=== Section Start ===

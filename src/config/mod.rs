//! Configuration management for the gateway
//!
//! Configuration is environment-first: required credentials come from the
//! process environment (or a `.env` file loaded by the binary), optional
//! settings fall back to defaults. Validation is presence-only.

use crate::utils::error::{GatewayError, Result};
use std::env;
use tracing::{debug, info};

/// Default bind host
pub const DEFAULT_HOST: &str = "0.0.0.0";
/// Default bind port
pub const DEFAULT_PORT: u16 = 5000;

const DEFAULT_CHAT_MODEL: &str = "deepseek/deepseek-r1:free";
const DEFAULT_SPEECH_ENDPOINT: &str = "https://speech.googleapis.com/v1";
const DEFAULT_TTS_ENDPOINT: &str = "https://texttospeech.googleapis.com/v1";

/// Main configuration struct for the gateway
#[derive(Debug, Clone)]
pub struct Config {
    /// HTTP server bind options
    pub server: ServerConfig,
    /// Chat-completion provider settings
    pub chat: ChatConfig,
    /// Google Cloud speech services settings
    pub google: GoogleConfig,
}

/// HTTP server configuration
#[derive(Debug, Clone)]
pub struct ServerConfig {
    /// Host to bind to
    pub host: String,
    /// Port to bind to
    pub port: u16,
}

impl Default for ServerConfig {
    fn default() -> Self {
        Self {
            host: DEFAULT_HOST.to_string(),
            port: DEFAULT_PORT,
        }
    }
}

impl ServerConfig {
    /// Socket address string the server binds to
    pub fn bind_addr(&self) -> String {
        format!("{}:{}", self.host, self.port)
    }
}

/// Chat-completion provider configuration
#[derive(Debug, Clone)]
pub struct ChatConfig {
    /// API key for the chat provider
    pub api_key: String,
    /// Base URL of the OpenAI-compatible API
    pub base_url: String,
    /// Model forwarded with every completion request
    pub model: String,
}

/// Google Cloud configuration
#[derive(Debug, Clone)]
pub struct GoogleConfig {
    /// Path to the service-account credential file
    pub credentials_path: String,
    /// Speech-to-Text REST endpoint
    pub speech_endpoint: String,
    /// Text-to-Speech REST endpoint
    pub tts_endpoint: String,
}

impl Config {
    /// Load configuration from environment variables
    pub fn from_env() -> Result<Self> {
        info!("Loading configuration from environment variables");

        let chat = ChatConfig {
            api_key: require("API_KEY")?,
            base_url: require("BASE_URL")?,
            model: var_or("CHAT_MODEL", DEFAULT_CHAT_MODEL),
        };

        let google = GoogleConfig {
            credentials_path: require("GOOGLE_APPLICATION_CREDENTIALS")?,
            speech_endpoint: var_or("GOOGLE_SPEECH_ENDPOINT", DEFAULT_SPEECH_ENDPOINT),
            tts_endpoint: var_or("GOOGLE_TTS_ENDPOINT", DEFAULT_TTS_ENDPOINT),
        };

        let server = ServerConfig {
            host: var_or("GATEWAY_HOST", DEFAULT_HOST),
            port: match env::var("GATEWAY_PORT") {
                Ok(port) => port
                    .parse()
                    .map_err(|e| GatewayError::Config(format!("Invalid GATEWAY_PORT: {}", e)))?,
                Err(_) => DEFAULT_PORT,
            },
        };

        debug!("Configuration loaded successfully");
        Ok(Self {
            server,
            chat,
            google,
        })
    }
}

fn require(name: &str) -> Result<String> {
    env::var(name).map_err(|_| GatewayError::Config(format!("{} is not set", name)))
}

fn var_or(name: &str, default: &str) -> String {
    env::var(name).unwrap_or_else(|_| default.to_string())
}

=== Section End ===

## Problem to work on
If a line in the data above holds the string "GatewayError", report that line.

## Exercise output
use crate::utils::error::{GatewayError, Result};
                    .map_err(|e| GatewayError::Config(format!("Invalid GATEWAY_PORT: {}", e)))?,
    env::var(name).map_err(|_| GatewayError::Config(format!("{} is not set", name)))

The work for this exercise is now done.